The route number 55 came from tram 55, replaced by trolleybus 555, which had run between Old Street and Hackney.

In 1990, the section of the route that linked Leyton and Oxford Circus was withdrawn. It was reinstated in 1997 after a campaign by Waltham Forest residents.

On 13 October 2001 conductors were reintroduced on route 55, using standard two door double deckers that were previously one person operated. The vehicles employed generally had bell pushes that would only ding once reducing the effectiveness of the second crew member. The trial was short lived and not extended to other routes.

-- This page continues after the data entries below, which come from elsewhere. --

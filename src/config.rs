//! Configuration types for futures-bot

use crate::telemetry::LogFormat;
use rust_decimal::Decimal;
use rust_decimal_macros::dec;
use serde::{Deserialize, Serialize};
use std::collections::HashMap;
use std::path::PathBuf;

/// Root configuration structure
#[derive(Debug, Clone, Default, Serialize, Deserialize)]
pub struct Config {
    #[serde(default)]
    pub trading: TradingConfig,
    #[serde(default)]
    pub risk: RiskConfig,
    #[serde(default)]
    pub strategy: StrategyConfig,
    #[serde(default)]
    pub execution: ExecutionConfig,
    #[serde(default)]
    pub data: DataConfig,
    #[serde(default)]
    pub telemetry: TelemetryConfig,
}

/// Driver loop and symbol selection
#[derive(Debug, Clone, Serialize, Deserialize)]
pub struct TradingConfig {
    /// Fixed symbol list; empty selects by volume each refresh
    #[serde(default)]
    pub symbols: Vec<String>,

    /// Minimum 24h quote volume for automatic selection
    #[serde(default = "default_min_volume")]
    pub min_volume: Decimal,

    /// Maximum symbols evaluated per cycle
    #[serde(default = "default_max_symbols")]
    pub max_symbols: usize,

    /// Seconds between driver cycles
    #[serde(default = "default_update_interval")]
    pub update_interval_secs: u64,

    /// Re-select symbols every N cycles
    #[serde(default = "default_symbol_refresh_cycles")]
    pub symbol_refresh_cycles: u64,
}

fn default_min_volume() -> Decimal {
    dec!(1000000)
}
fn default_max_symbols() -> usize {
    10
}
fn default_update_interval() -> u64 {
    60
}
fn default_symbol_refresh_cycles() -> u64 {
    10
}

impl Default for TradingConfig {
    fn default() -> Self {
        Self {
            symbols: vec![],
            min_volume: default_min_volume(),
            max_symbols: default_max_symbols(),
            update_interval_secs: default_update_interval(),
            symbol_refresh_cycles: default_symbol_refresh_cycles(),
        }
    }
}

/// Risk management configuration
///
/// Percentages are in percent (5.0 = 5%).
#[derive(Debug, Clone, Serialize, Deserialize)]
pub struct RiskConfig {
    #[serde(default = "default_max_leverage")]
    pub max_leverage: u32,

    /// Leverage used when no strategy recommends one
    #[serde(default = "default_leverage")]
    pub default_leverage: u32,

    #[serde(default = "default_max_position_size_percent")]
    pub max_position_size_percent: Decimal,

    #[serde(default = "default_max_open_positions")]
    pub max_open_positions: usize,

    #[serde(default = "default_stop_loss_percent")]
    pub stop_loss_percent: Decimal,

    #[serde(default = "default_take_profit_percent")]
    pub take_profit_percent: Decimal,

    /// Divide stop/target offsets by leverage (percent of margin)
    #[serde(default)]
    pub scale_stops_by_leverage: bool,

    #[serde(default = "default_daily_loss_limit_percent")]
    pub daily_loss_limit_percent: Decimal,

    #[serde(default = "default_drawdown_threshold_percent")]
    pub drawdown_threshold_percent: Decimal,

    #[serde(default = "default_max_consecutive_losses")]
    pub max_consecutive_losses: u32,

    /// Streak length at which the risk multiplier halves
    #[serde(default = "default_loss_streak_reduction")]
    pub loss_streak_reduction: u32,

    /// Aggregated strength at which a decision gets full size
    #[serde(default = "default_reference_strength")]
    pub reference_strength: Decimal,

    /// Lift the consecutive-loss pause after this many seconds
    #[serde(default)]
    pub consecutive_loss_cooldown_secs: Option<u64>,

    /// UTC hour at which the trading day rolls
    #[serde(default)]
    pub daily_reset_hour_utc: u32,

    /// Derive sizing, leverage and stop distances from market conditions
    /// and recent performance, capped by the limits above
    #[serde(default)]
    pub adaptive_mode: bool,

    /// Decimal places kept on notional size
    #[serde(default = "default_size_decimals")]
    pub size_decimals: u32,

    /// Decimal places kept on order quantity
    #[serde(default = "default_quantity_decimals")]
    pub quantity_decimals: u32,
}

fn default_max_leverage() -> u32 {
    10
}
fn default_leverage() -> u32 {
    5
}
fn default_max_position_size_percent() -> Decimal {
    dec!(5)
}
fn default_max_open_positions() -> usize {
    5
}
fn default_stop_loss_percent() -> Decimal {
    dec!(2)
}
fn default_take_profit_percent() -> Decimal {
    dec!(4)
}
fn default_daily_loss_limit_percent() -> Decimal {
    dec!(10)
}
fn default_drawdown_threshold_percent() -> Decimal {
    dec!(15)
}
fn default_max_consecutive_losses() -> u32 {
    5
}
fn default_loss_streak_reduction() -> u32 {
    2
}
fn default_reference_strength() -> Decimal {
    dec!(0.5)
}
fn default_size_decimals() -> u32 {
    2
}
fn default_quantity_decimals() -> u32 {
    6
}

impl Default for RiskConfig {
    fn default() -> Self {
        Self {
            max_leverage: default_max_leverage(),
            default_leverage: default_leverage(),
            max_position_size_percent: default_max_position_size_percent(),
            max_open_positions: default_max_open_positions(),
            stop_loss_percent: default_stop_loss_percent(),
            take_profit_percent: default_take_profit_percent(),
            scale_stops_by_leverage: false,
            daily_loss_limit_percent: default_daily_loss_limit_percent(),
            drawdown_threshold_percent: default_drawdown_threshold_percent(),
            max_consecutive_losses: default_max_consecutive_losses(),
            loss_streak_reduction: default_loss_streak_reduction(),
            reference_strength: default_reference_strength(),
            consecutive_loss_cooldown_secs: None,
            daily_reset_hour_utc: 0,
            adaptive_mode: false,
            size_decimals: default_size_decimals(),
            quantity_decimals: default_quantity_decimals(),
        }
    }
}

/// Per-plugin settings
#[derive(Debug, Clone, Serialize, Deserialize)]
pub struct PluginConfig {
    #[serde(default = "default_true")]
    pub enabled: bool,

    /// Base weight in [0, 1]
    #[serde(default = "default_plugin_weight")]
    pub weight: Decimal,
}

fn default_true() -> bool {
    true
}
fn default_plugin_weight() -> Decimal {
    Decimal::ONE
}

impl Default for PluginConfig {
    fn default() -> Self {
        Self {
            enabled: true,
            weight: default_plugin_weight(),
        }
    }
}

/// Strategy aggregation and adaptation
#[derive(Debug, Clone, Serialize, Deserialize)]
pub struct StrategyConfig {
    /// |net score| below which the aggregate is neutral
    #[serde(default = "default_neutrality_threshold")]
    pub neutrality_threshold: Decimal,

    /// Rolling outcome window (K)
    #[serde(default = "default_window_size")]
    pub window_size: usize,

    /// Win rate below which a strategy with a full window is disabled
    #[serde(default = "default_win_rate_floor")]
    pub win_rate_floor: Decimal,

    #[serde(default = "default_probation_secs")]
    pub probation_secs: u64,

    #[serde(default = "default_min_weight")]
    pub min_weight: Decimal,

    /// Average PnL that maps to a full PnL score
    #[serde(default = "default_pnl_normalizer")]
    pub pnl_normalizer: Decimal,

    #[serde(default)]
    pub plugins: HashMap<String, PluginConfig>,
}

fn default_neutrality_threshold() -> Decimal {
    dec!(0.1)
}
fn default_window_size() -> usize {
    20
}
fn default_win_rate_floor() -> Decimal {
    dec!(0.3)
}
fn default_probation_secs() -> u64 {
    3600
}
fn default_min_weight() -> Decimal {
    dec!(0.1)
}
fn default_pnl_normalizer() -> Decimal {
    dec!(100)
}

impl Default for StrategyConfig {
    fn default() -> Self {
        Self {
            neutrality_threshold: default_neutrality_threshold(),
            window_size: default_window_size(),
            win_rate_floor: default_win_rate_floor(),
            probation_secs: default_probation_secs(),
            min_weight: default_min_weight(),
            pnl_normalizer: default_pnl_normalizer(),
            plugins: HashMap::new(),
        }
    }
}

impl StrategyConfig {
    /// Settings for one plugin, defaulting when absent
    pub fn plugin(&self, id: &str) -> PluginConfig {
        self.plugins.get(id).cloned().unwrap_or_default()
    }
}

/// Execution gateway configuration
#[derive(Debug, Clone, Serialize, Deserialize)]
pub struct ExecutionConfig {
    /// Fee as a fraction of notional
    #[serde(default = "default_fee_rate")]
    pub fee_rate: Decimal,

    /// Adverse fill slippage as a fraction of price
    #[serde(default = "default_slippage")]
    pub slippage: Decimal,

    /// Starting paper balance
    #[serde(default = "default_initial_balance")]
    pub initial_balance: Decimal,

    #[serde(default = "default_max_retries")]
    pub max_retries: u32,

    #[serde(default = "default_initial_backoff_ms")]
    pub initial_backoff_ms: u64,

    #[serde(default = "default_max_backoff_ms")]
    pub max_backoff_ms: u64,

    #[serde(default = "default_call_timeout_ms")]
    pub call_timeout_ms: u64,
}

fn default_fee_rate() -> Decimal {
    dec!(0.0006)
}
fn default_slippage() -> Decimal {
    dec!(0.0005)
}
fn default_initial_balance() -> Decimal {
    dec!(10000)
}
fn default_max_retries() -> u32 {
    3
}
fn default_initial_backoff_ms() -> u64 {
    200
}
fn default_max_backoff_ms() -> u64 {
    5000
}
fn default_call_timeout_ms() -> u64 {
    10000
}

impl Default for ExecutionConfig {
    fn default() -> Self {
        Self {
            fee_rate: default_fee_rate(),
            slippage: default_slippage(),
            initial_balance: default_initial_balance(),
            max_retries: default_max_retries(),
            initial_backoff_ms: default_initial_backoff_ms(),
            max_backoff_ms: default_max_backoff_ms(),
            call_timeout_ms: default_call_timeout_ms(),
        }
    }
}

/// Data and persistence configuration
#[derive(Debug, Clone, Serialize, Deserialize)]
pub struct DataConfig {
    /// Portfolio and strategy snapshot file
    #[serde(default = "default_snapshot_path")]
    pub snapshot_path: PathBuf,

    /// Directory of `<SYMBOL>.jsonl` candle files for the replay feed
    #[serde(default = "default_replay_dir")]
    pub replay_dir: PathBuf,

    /// Bars handed to strategies per snapshot
    #[serde(default = "default_history_len")]
    pub history_len: usize,

    /// Closed trades kept in memory
    #[serde(default = "default_trade_history_len")]
    pub trade_history_len: usize,
}

fn default_snapshot_path() -> PathBuf {
    PathBuf::from("./data/state.json")
}
fn default_replay_dir() -> PathBuf {
    PathBuf::from("./data/candles")
}
fn default_history_len() -> usize {
    150
}
fn default_trade_history_len() -> usize {
    500
}

impl Default for DataConfig {
    fn default() -> Self {
        Self {
            snapshot_path: default_snapshot_path(),
            replay_dir: default_replay_dir(),
            history_len: default_history_len(),
            trade_history_len: default_trade_history_len(),
        }
    }
}

/// Telemetry configuration
#[derive(Debug, Clone, Serialize, Deserialize)]
pub struct TelemetryConfig {
    /// Prometheus exporter port; disabled when unset
    #[serde(default)]
    pub metrics_port: Option<u16>,

    #[serde(default = "default_log_level")]
    pub log_level: String,

    #[serde(default)]
    pub log_format: LogFormat,
}

fn default_log_level() -> String {
    "info".to_string()
}

impl Default for TelemetryConfig {
    fn default() -> Self {
        Self {
            metrics_port: None,
            log_level: default_log_level(),
            log_format: LogFormat::Pretty,
        }
    }
}

impl Config {
    /// Load configuration from a TOML file
    pub fn load(path: impl AsRef<std::path::Path>) -> anyhow::Result<Self> {
        let content = std::fs::read_to_string(path)?;
        let config: Config = toml::from_str(&content)?;
        config.validate()?;
        Ok(config)
    }

    /// Reject values the engine cannot operate with
    pub fn validate(&self) -> anyhow::Result<()> {
        let risk = &self.risk;
        let percent = |name: &str, value: Decimal| -> anyhow::Result<()> {
            if value <= Decimal::ZERO || value > dec!(100) {
                anyhow::bail!("risk.{} must be in (0, 100], got {}", name, value);
            }
            Ok(())
        };

        if risk.max_leverage == 0 {
            anyhow::bail!("risk.max_leverage must be at least 1");
        }
        if risk.default_leverage == 0 {
            anyhow::bail!("risk.default_leverage must be at least 1");
        }
        percent("max_position_size_percent", risk.max_position_size_percent)?;
        percent("stop_loss_percent", risk.stop_loss_percent)?;
        percent("take_profit_percent", risk.take_profit_percent)?;
        percent("daily_loss_limit_percent", risk.daily_loss_limit_percent)?;
        percent("drawdown_threshold_percent", risk.drawdown_threshold_percent)?;
        if risk.reference_strength <= Decimal::ZERO || risk.reference_strength > Decimal::ONE {
            anyhow::bail!("risk.reference_strength must be in (0, 1]");
        }
        if risk.daily_reset_hour_utc > 23 {
            anyhow::bail!("risk.daily_reset_hour_utc must be in 0..=23");
        }

        let strategy = &self.strategy;
        if strategy.window_size == 0 {
            anyhow::bail!("strategy.window_size must be at least 1");
        }
        if strategy.win_rate_floor < Decimal::ZERO || strategy.win_rate_floor > Decimal::ONE {
            anyhow::bail!("strategy.win_rate_floor must be in [0, 1]");
        }
        if strategy.min_weight < Decimal::ZERO || strategy.min_weight > Decimal::ONE {
            anyhow::bail!("strategy.min_weight must be in [0, 1]");
        }
        if strategy.pnl_normalizer <= Decimal::ZERO {
            anyhow::bail!("strategy.pnl_normalizer must be positive");
        }
        for (id, plugin) in &strategy.plugins {
            if plugin.weight < Decimal::ZERO || plugin.weight > Decimal::ONE {
                anyhow::bail!("strategy.plugins.{}.weight must be in [0, 1]", id);
            }
        }

        if self.trading.update_interval_secs == 0 {
            anyhow::bail!("trading.update_interval_secs must be at least 1");
        }
        if self.execution.initial_balance <= Decimal::ZERO {
            anyhow::bail!("execution.initial_balance must be positive");
        }
        Ok(())
    }
}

Stagecoach London successfully retained route 55 with a new contract starting on 27 February 2010 and a further contract starting on 28 February 2015.

New Routemasters were introduced on 28 February 2015. The rear platform remains closed at all times except for when the bus is at bus stops. On 12 October 2019, route 55 was extended to Walthamstow bus station after the withdrawal of route 48.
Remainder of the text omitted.